Trevisker Ware (also called Trevisker Series) is a distinctive Bronze Age ceramic tradition associated primarily with Cornwall and other parts of south-west Britain. Named after the settlement of Trevisker near St Eval, it emerged around 2000 BCE and represents a regional variant of the British Food Urn tradition, which evolved from earlier Bell Beaker styles. Trevisker Ware is characterized by a wide range of forms and decorative motifs and was produced from a variety of locally available clays, most commonly gabbroic clay from the Lizard peninsula. Initially found mainly in funeral and ceremonial contexts, Trevisker Ware was later used in settlement contexts and remained in use for approximately 1,000 years.

==Research history==

The distinctive character of Bronze Age pottery in Cornwall was recognized in the early twentieth century. The Trevisker Ware series was defined and named by Arthur ApSimon in 1972, based on the material recovered from the settlement at Trevisker, near St Eval in Cornwall.
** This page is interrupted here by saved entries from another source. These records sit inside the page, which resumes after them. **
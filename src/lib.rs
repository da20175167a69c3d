#![deny(clippy::all, clippy::pedantic)]
#![cfg_attr(not(test), deny(clippy::unwrap_used, clippy::expect_used))]
#![cfg_attr(
    test,
    allow(clippy::uninlined_format_args, clippy::items_after_statements)
)]
#![allow(clippy::module_name_repetitions)]
//
// Documentation lints: error and panic sections are omitted on self-describing APIs.
#![allow(clippy::missing_errors_doc)]
#![allow(clippy::missing_panics_doc)]
#![allow(clippy::doc_markdown)]
//
// Cast safety: offsets and counts are bounded by the u32 header fields and by
// i64 stream positions, so plain casts between them are exact.
#![allow(clippy::cast_possible_truncation)]
#![allow(clippy::cast_possible_wrap)]
#![allow(clippy::cast_sign_loss)]
#![allow(clippy::cast_lossless)]
//
#![allow(clippy::return_self_not_must_use)] // Builder patterns don't need must_use on every method
#![allow(clippy::len_without_is_empty)]

//! Chunked record files with header-only indexing and lazy range scanning.
//!
//! A file is a sequence of self-contained chunks, each a fixed header followed
//! by a (possibly compressed) batch of records. [`Index::build`] reads only the
//! headers to learn where every chunk lives; [`RangeScanner`] then walks any
//! contiguous record range, decoding one chunk at a time.
//!
//! ```no_run
//! use std::fs::File;
//! use recordio_core::{Index, RangeScanner};
//!
//! # fn main() -> recordio_core::Result<()> {
//! let index = Index::build(&mut File::open("events.rio")?)?;
//! let mut scanner = RangeScanner::new(File::open("events.rio")?, &index, 100, 50);
//! while scanner.advance() {
//!     let record = scanner.record()?;
//!     println!("{} bytes", record.len());
//! }
//! if let Some(err) = scanner.into_error() {
//!     return Err(err);
//! }
//! # Ok(())
//! # }
//! ```

/// The recordio-core crate version (matches `Cargo.toml`).
pub const RECORDIO_CORE_VERSION: &str = env!("CARGO_PKG_VERSION");

pub mod constants;
pub mod error;
pub mod index;
pub mod io;
pub mod scanner;
pub mod types;

pub use constants::*;
pub use error::{RecordIoError, Result};
pub use index::Index;
pub use io::chunk::ChunkCodec;
pub use io::header::HeaderCodec;
pub use io::writer::{ChunkWriter, WriterStats};
pub use io::{ChunkDecoder, HeaderDecoder};
pub use scanner::{RangeScanner, ScanState};
pub use types::{
    Chunk, ChunkHeader, Compression, HeaderRead, ReadOptions, ReadOptionsBuilder, RecordLocation,
    WriterOptions, WriterOptionsBuilder,
};
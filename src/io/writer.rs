use std::io::Write;

use super::chunk::ChunkCodec;
use crate::constants::RECORD_LEN_PREFIX;
use crate::error::{RecordIoError, Result};
use crate::types::WriterOptions;

#[derive(Debug, Clone, Copy, PartialEq, Eq, Default)]
pub struct WriterStats {
    pub chunks_written: u64,
    pub records_written: u64,
    pub bytes_written: u64,
    pub pending_records: usize,
}

/// Sequential chunk writer.
///
/// Records are buffered until the pending chunk reaches one of the limits in
/// [`WriterOptions`], then encoded and appended to the inner writer. Call
/// [`finish`](Self::finish) to emit the final partial chunk; dropping the writer
/// discards any pending records.
#[derive(Debug)]
pub struct ChunkWriter<W: Write> {
    inner: W,
    options: WriterOptions,
    pending: Vec<Vec<u8>>,
    pending_bytes: usize,
    chunks_written: u64,
    records_written: u64,
    bytes_written: u64,
}

impl<W: Write> ChunkWriter<W> {
    pub fn new(inner: W) -> Result<Self> {
        Self::with_options(inner, WriterOptions::default())
    }

    pub fn with_options(inner: W, options: WriterOptions) -> Result<Self> {
        options.validate()?;
        Ok(Self {
            inner,
            options,
            pending: Vec::new(),
            pending_bytes: 0,
            chunks_written: 0,
            records_written: 0,
            bytes_written: 0,
        })
    }

    /// Buffer one record, emitting the pending chunk once a limit is reached.
    ///
    /// Records whose framed size exceeds `max_record_bytes` are rejected and
    /// leave the pending chunk untouched.
    pub fn write(&mut self, record: &[u8]) -> Result<()> {
        let framed = record.len().saturating_add(RECORD_LEN_PREFIX);
        if framed > self.options.max_record_bytes {
            return Err(RecordIoError::InvalidOptions {
                reason: format!(
                    "record of {} bytes exceeds max_record_bytes of {}",
                    record.len(),
                    self.options.max_record_bytes
                ),
            });
        }
        self.pending.push(record.to_vec());
        self.pending_bytes += framed;

        if self.pending.len() >= self.options.max_records_per_chunk as usize
            || self.pending_bytes >= self.options.max_chunk_bytes
        {
            self.flush_chunk()?;
        }
        Ok(())
    }

    /// Emit the pending records as a chunk now. No-op when nothing is pending.
    pub fn flush_chunk(&mut self) -> Result<()> {
        if self.pending.is_empty() {
            return Ok(());
        }
        let bytes =
            ChunkCodec::encode(&self.pending, self.options.compression, self.options.zstd_level)?;
        self.inner.write_all(&bytes)?;

        tracing::debug!(
            writer.chunk = self.chunks_written,
            writer.records = self.pending.len(),
            writer.raw_bytes = self.pending_bytes,
            writer.chunk_bytes = bytes.len(),
            "chunk written"
        );
        self.chunks_written += 1;
        self.records_written += self.pending.len() as u64;
        self.bytes_written += bytes.len() as u64;
        self.pending.clear();
        self.pending_bytes = 0;
        Ok(())
    }

    /// Emit the last partial chunk, flush, and hand back the inner writer.
    pub fn finish(mut self) -> Result<W> {
        self.flush_chunk()?;
        self.inner.flush()?;
        Ok(self.inner)
    }

    #[must_use]
    pub fn stats(&self) -> WriterStats {
        WriterStats {
            chunks_written: self.chunks_written,
            records_written: self.records_written,
            bytes_written: self.bytes_written,
            pending_records: self.pending.len(),
        }
    }

    #[must_use]
    pub fn options(&self) -> &WriterOptions {
        &self.options
    }
}
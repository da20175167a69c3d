//! Built-in chunk codec: record framing, compression and checksums.
//!
//! A chunk on disk is a [`HeaderCodec`] header followed by `compressed_size`
//! payload bytes. The uncompressed payload is a run of `[len: u32][bytes]`
//! records; the header checksum is the blake3 digest of the stored payload.

use std::io::{ErrorKind, Read, Seek, SeekFrom};

use super::header::HeaderCodec;
use super::{ChunkDecoder, HeaderDecoder};
use crate::constants::{CHUNK_HEADER_SIZE, RECORD_LEN_PREFIX};
use crate::error::{RecordIoError, Result};
use crate::types::{Chunk, ChunkHeader, Compression, HeaderRead, ReadOptions};

#[derive(Debug, Clone, Default)]
pub struct ChunkCodec {
    options: ReadOptions,
}

impl ChunkCodec {
    #[must_use]
    pub fn new() -> Self {
        Self::default()
    }

    #[must_use]
    pub fn with_options(options: ReadOptions) -> Self {
        Self { options }
    }

    #[must_use]
    pub fn options(&self) -> &ReadOptions {
        &self.options
    }

    /// Encode `records` into one complete chunk (header followed by payload).
    pub fn encode<T: AsRef<[u8]>>(
        records: &[T],
        compression: Compression,
        zstd_level: i32,
    ) -> Result<Vec<u8>> {
        let num_records = u32::try_from(records.len()).map_err(|_| {
            RecordIoError::InvalidOptions {
                reason: format!("{} records exceed the per-chunk limit", records.len()),
            }
        })?;

        let framed_len: usize = records
            .iter()
            .map(|record| RECORD_LEN_PREFIX + record.as_ref().len())
            .sum();
        let mut framed = Vec::with_capacity(framed_len);
        for record in records {
            let record = record.as_ref();
            let len = u32::try_from(record.len()).map_err(|_| RecordIoError::InvalidOptions {
                reason: format!("record of {} bytes is too large", record.len()),
            })?;
            framed.extend_from_slice(&len.to_le_bytes());
            framed.extend_from_slice(record);
        }

        let payload = match compression {
            Compression::None => framed,
            Compression::Zstd => zstd::bulk::compress(&framed, zstd_level)?,
            Compression::Lz4 => lz4_flex::compress_prepend_size(&framed),
        };
        let compressed_size =
            u32::try_from(payload.len()).map_err(|_| RecordIoError::InvalidOptions {
                reason: format!("chunk payload of {} bytes is too large", payload.len()),
            })?;

        let header = ChunkHeader {
            num_records,
            compressed_size,
            compression,
            checksum: *blake3::hash(&payload).as_bytes(),
        };

        let mut out = Vec::with_capacity(CHUNK_HEADER_SIZE + payload.len());
        out.extend_from_slice(&HeaderCodec::encode(&header));
        out.extend_from_slice(&payload);
        Ok(out)
    }

    fn read_payload<R: Read>(
        &self,
        reader: &mut R,
        header: &ChunkHeader,
        offset: u64,
    ) -> Result<Vec<u8>> {
        let size = header.compressed_size as usize;
        if size > self.options.max_chunk_bytes {
            return Err(RecordIoError::InvalidChunk {
                offset,
                reason: format!(
                    "payload of {size} bytes exceeds limit of {}",
                    self.options.max_chunk_bytes
                ),
            });
        }
        let mut payload = Vec::with_capacity(size);
        reader
            .by_ref()
            .take(u64::from(header.compressed_size))
            .read_to_end(&mut payload)?;
        if payload.len() < size {
            return Err(RecordIoError::Truncated {
                offset,
                reason: format!("payload ends after {} of {size} bytes", payload.len()),
            });
        }

        if self.options.verify_checksum && blake3::hash(&payload).as_bytes() != &header.checksum
        {
            tracing::error!(chunk.offset = offset, "chunk checksum mismatch");
            return Err(RecordIoError::InvalidChunk {
                offset,
                reason: "checksum mismatch".into(),
            });
        }
        Ok(payload)
    }

    fn decompress(
        &self,
        payload: Vec<u8>,
        compression: Compression,
        offset: u64,
    ) -> Result<Vec<u8>> {
        let limit = self.options.max_chunk_bytes;
        match compression {
            Compression::None => Ok(payload),
            Compression::Zstd => {
                zstd::bulk::decompress(&payload, limit).map_err(|err| RecordIoError::InvalidChunk {
                    offset,
                    reason: format!("zstd: {err}"),
                })
            }
            Compression::Lz4 => {
                let (prefix, body) = payload.split_at_checked(4).ok_or_else(|| {
                    RecordIoError::InvalidChunk {
                        offset,
                        reason: "lz4 payload missing size prefix".into(),
                    }
                })?;
                let expected =
                    u32::from_le_bytes([prefix[0], prefix[1], prefix[2], prefix[3]]) as usize;
                if expected > limit {
                    return Err(RecordIoError::InvalidChunk {
                        offset,
                        reason: format!("lz4 payload declares {expected} bytes, limit is {limit}"),
                    });
                }
                let out = lz4_flex::decompress(body, expected).map_err(|err| {
                    RecordIoError::InvalidChunk {
                        offset,
                        reason: format!("lz4: {err}"),
                    }
                })?;
                if out.len() != expected {
                    return Err(RecordIoError::InvalidChunk {
                        offset,
                        reason: format!("lz4 produced {} of {expected} bytes", out.len()),
                    });
                }
                Ok(out)
            }
        }
    }
}

/// Split a framed payload into records, checking the count the header declared.
fn split_records(framed: &[u8], expected: u32, offset: u64) -> Result<Vec<Vec<u8>>> {
    let capacity = (expected as usize).min(framed.len() / RECORD_LEN_PREFIX);
    let mut records = Vec::with_capacity(capacity);
    let mut rest = framed;
    while !rest.is_empty() {
        let (prefix, tail) = rest.split_at_checked(RECORD_LEN_PREFIX).ok_or_else(|| {
            RecordIoError::InvalidChunk {
                offset,
                reason: format!("dangling {} bytes after record {}", rest.len(), records.len()),
            }
        })?;
        let len = u32::from_le_bytes([prefix[0], prefix[1], prefix[2], prefix[3]]) as usize;
        let (record, tail) = tail.split_at_checked(len).ok_or_else(|| {
            RecordIoError::InvalidChunk {
                offset,
                reason: format!(
                    "record {} declares {len} bytes, {} remain",
                    records.len(),
                    tail.len()
                ),
            }
        })?;
        records.push(record.to_vec());
        rest = tail;
    }

    if records.len() != expected as usize {
        return Err(RecordIoError::InvalidChunk {
            offset,
            reason: format!(
                "header declares {expected} records, payload holds {}",
                records.len()
            ),
        });
    }
    Ok(records)
}

impl HeaderDecoder for ChunkCodec {
    fn read_header<R: Read + Seek>(&self, reader: &mut R) -> Result<HeaderRead> {
        HeaderCodec::read(reader)
    }
}

impl ChunkDecoder for ChunkCodec {
    fn decode_chunk<R: Read + Seek>(&self, reader: &mut R, offset: u64) -> Result<Chunk> {
        reader.seek(SeekFrom::Start(offset))?;
        let header = match HeaderCodec::read(reader)? {
            HeaderRead::Header(header) => header,
            HeaderRead::EndOfStream => {
                return Err(RecordIoError::Truncated {
                    offset,
                    reason: "no chunk header at indexed offset".into(),
                });
            }
        };
        let payload = self.read_payload(reader, &header, offset)?;
        let framed = self.decompress(payload, header.compression, offset)?;
        let records = split_records(&framed, header.num_records, offset)?;

        tracing::debug!(
            chunk.offset = offset,
            chunk.records = header.num_records,
            chunk.compressed_size = header.compressed_size,
            chunk.compression = header.compression.label(),
            "decoded chunk"
        );
        Ok(Chunk::new(records))
    }
}

/// Map a bare end-of-file from a decoder into a truncation at `offset`.
pub(crate) fn truncation_from_eof(err: RecordIoError, offset: u64) -> RecordIoError {
    match err {
        RecordIoError::Io(io) if io.kind() == ErrorKind::UnexpectedEof => {
            RecordIoError::Truncated {
                offset,
                reason: io.to_string(),
            }
        }
        other => other,
    }
}

#[cfg(test)]
mod tests {
    use super::*;
    use std::io::Cursor;

    fn records() -> Vec<Vec<u8>> {
        vec![b"alpha".to_vec(), Vec::new(), vec![0xEE; 300], b"omega".to_vec()]
    }

    #[test]
    fn decodes_every_compression() {
        for compression in [Compression::None, Compression::Zstd, Compression::Lz4] {
            let bytes = ChunkCodec::encode(&records(), compression, 3).expect("encode");
            let mut cursor = Cursor::new(bytes);
            let chunk = ChunkCodec::new()
                .decode_chunk(&mut cursor, 0)
                .expect("decode");
            assert_eq!(chunk.records(), records().as_slice(), "{}", compression.label());
        }
    }

    #[test]
    fn decodes_at_non_zero_offset() {
        let mut bytes = ChunkCodec::encode(&[b"first"], Compression::None, 0).expect("encode");
        let second_at = bytes.len() as u64;
        let second: [&[u8]; 2] = [b"second", b"third"];
        bytes.extend(ChunkCodec::encode(&second, Compression::Zstd, 3).expect("encode"));

        let chunk = ChunkCodec::new()
            .decode_chunk(&mut Cursor::new(bytes), second_at)
            .expect("decode");
        assert_eq!(chunk.len(), 2);
        assert_eq!(chunk.record(1), Some(&b"third"[..]));
    }

    #[test]
    fn checksum_mismatch_is_invalid_chunk() {
        let mut bytes = ChunkCodec::encode(&records(), Compression::None, 0).expect("encode");
        let last = bytes.len() - 1;
        bytes[last] ^= 0x01;

        let err = ChunkCodec::new()
            .decode_chunk(&mut Cursor::new(bytes.clone()), 0)
            .expect_err("corrupt payload");
        assert!(matches!(err, RecordIoError::InvalidChunk { offset: 0, .. }));

        // Without verification the flipped byte only alters record content.
        let lenient =
            ChunkCodec::with_options(ReadOptions::builder().verify_checksum(false).build());
        let chunk = lenient
            .decode_chunk(&mut Cursor::new(bytes), 0)
            .expect("decode without checksum");
        assert_eq!(chunk.len(), 4);
        assert_ne!(chunk.record(3), Some(&b"omega"[..]));
    }

    #[test]
    fn short_payload_is_truncation() {
        let bytes = ChunkCodec::encode(&records(), Compression::None, 0).expect("encode");
        let cut = bytes[..bytes.len() - 10].to_vec();
        let err = ChunkCodec::new()
            .decode_chunk(&mut Cursor::new(cut), 0)
            .expect_err("truncated payload");
        assert!(matches!(err, RecordIoError::Truncated { offset: 0, .. }));
    }

    #[test]
    fn missing_chunk_is_truncation() {
        let bytes = ChunkCodec::encode(&records(), Compression::Lz4, 0).expect("encode");
        let end = bytes.len() as u64;
        let err = ChunkCodec::new()
            .decode_chunk(&mut Cursor::new(bytes), end)
            .expect_err("nothing at end");
        assert!(err.is_corruption());
    }

    #[test]
    fn oversized_payload_is_rejected_before_reading() {
        let bytes = ChunkCodec::encode(&[vec![1u8; 4096]], Compression::None, 0).expect("encode");
        let strict = ChunkCodec::with_options(ReadOptions::builder().max_chunk_bytes(1024).build());
        let err = strict
            .decode_chunk(&mut Cursor::new(bytes), 0)
            .expect_err("limit exceeded");
        assert!(err.to_string().contains("exceeds limit"));
    }

    #[test]
    fn record_count_mismatch_is_detected() {
        let framed = {
            let mut buf = Vec::new();
            buf.extend_from_slice(&3u32.to_le_bytes());
            buf.extend_from_slice(b"abc");
            buf
        };
        let err = split_records(&framed, 2, 48).expect_err("count mismatch");
        assert!(err.to_string().contains("declares 2 records"));

        let err = split_records(&framed[..5], 1, 48).expect_err("short record");
        assert!(matches!(err, RecordIoError::InvalidChunk { offset: 48, .. }));
    }

    #[test]
    fn unexpected_eof_maps_to_truncation() {
        let io = std::io::Error::new(ErrorKind::UnexpectedEof, "eof");
        let mapped = truncation_from_eof(RecordIoError::Io(io), 128);
        assert!(matches!(mapped, RecordIoError::Truncated { offset: 128, .. }));

        let other = std::io::Error::new(ErrorKind::PermissionDenied, "denied");
        assert!(matches!(
            truncation_from_eof(RecordIoError::Io(other), 0),
            RecordIoError::Io(_)
        ));
    }
}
The site had been excavated in 1955-1956 by Ernest Greenfield, and the large ceramic assemblage provided the type series from which the tradition takes its name.

==Chronology==

Trevisker Ware is considered a regionally distinctive expression of the British Food Urn tradition, which developed from earlier Bell Beaker styles. It likely emerged around 2000 BCE, roughly contemporaneous with Collared Urns and Food Vessels, and remained in use until c. 1000 BCE. It was then replaced in Cornwall by post-Deverel Rimbury (Late Bronze Age Plain Wares) styles which originated further east around 1100 BCE. The long duration of Trevisker Ware is unique among Bronze Age pottery in Britain, although the reasons for this continuity are not yet understood.

==Geographic distribution==

Trevisker Ware appears to have originated in Cornwall, where it was the predominant Bronze Age ceramic type during the 2nd millennium BCE. It is also found to a lesser extent in Devon, and occasionally at more distant sites. In Scilly, a related Bronze Age ceramic tradition developed ('Scillonian Bronze Age'), with its own distinctive vessel forms and decorative practices. A small number of Scillonian vessels have been identified as belonging to the Trevisker tradition.

Dartmoor seems to have functioned as a ceramic style boundary during the Early and Middle Bronze Age, allowing Trevisker Ware to move eastward, but restricting eastern styles from spreading west of Somerset and Devon. By the Middle Bronze Age, Trevisker Ware is attested across southern Britain, including Wiltshire, Hampshire, the Isle of Wight, South Wales, and Kent, as well as in County Dublin, northern France (Pas-de-Calais) and Brittany. Either raw gabbroic clay from the Lizard, or more likely finished Cornish Trevisker Ware vessels, were transported considerable distances from their source, possibly as gifts or traded items.

==Typology==

Earlier research aimed to establish a chronological framework, with ApSimon proposing four broad styles corresponding to gradual changes in vessel shape and decoration. Subsequent research has shown that ApSimon's styles frequently co-occur within single archaeological contexts and stratigraphic layers, undermining a strictly chronological interpretation, and variations in form and decoration are now argued to reflect differences in function rather than changes over time, although there is some tentative evidence to support a chronological division into Early, Middle, and Late phases. Michael Parker-Pearson (1990) classified Trevisker Ware into six functional groups, ranging from large storage vessels, often decorated with cord impressions, to medium sized jars used for cooking, storage, or serving, and small vessels interpreted as individual eating and drinking containers.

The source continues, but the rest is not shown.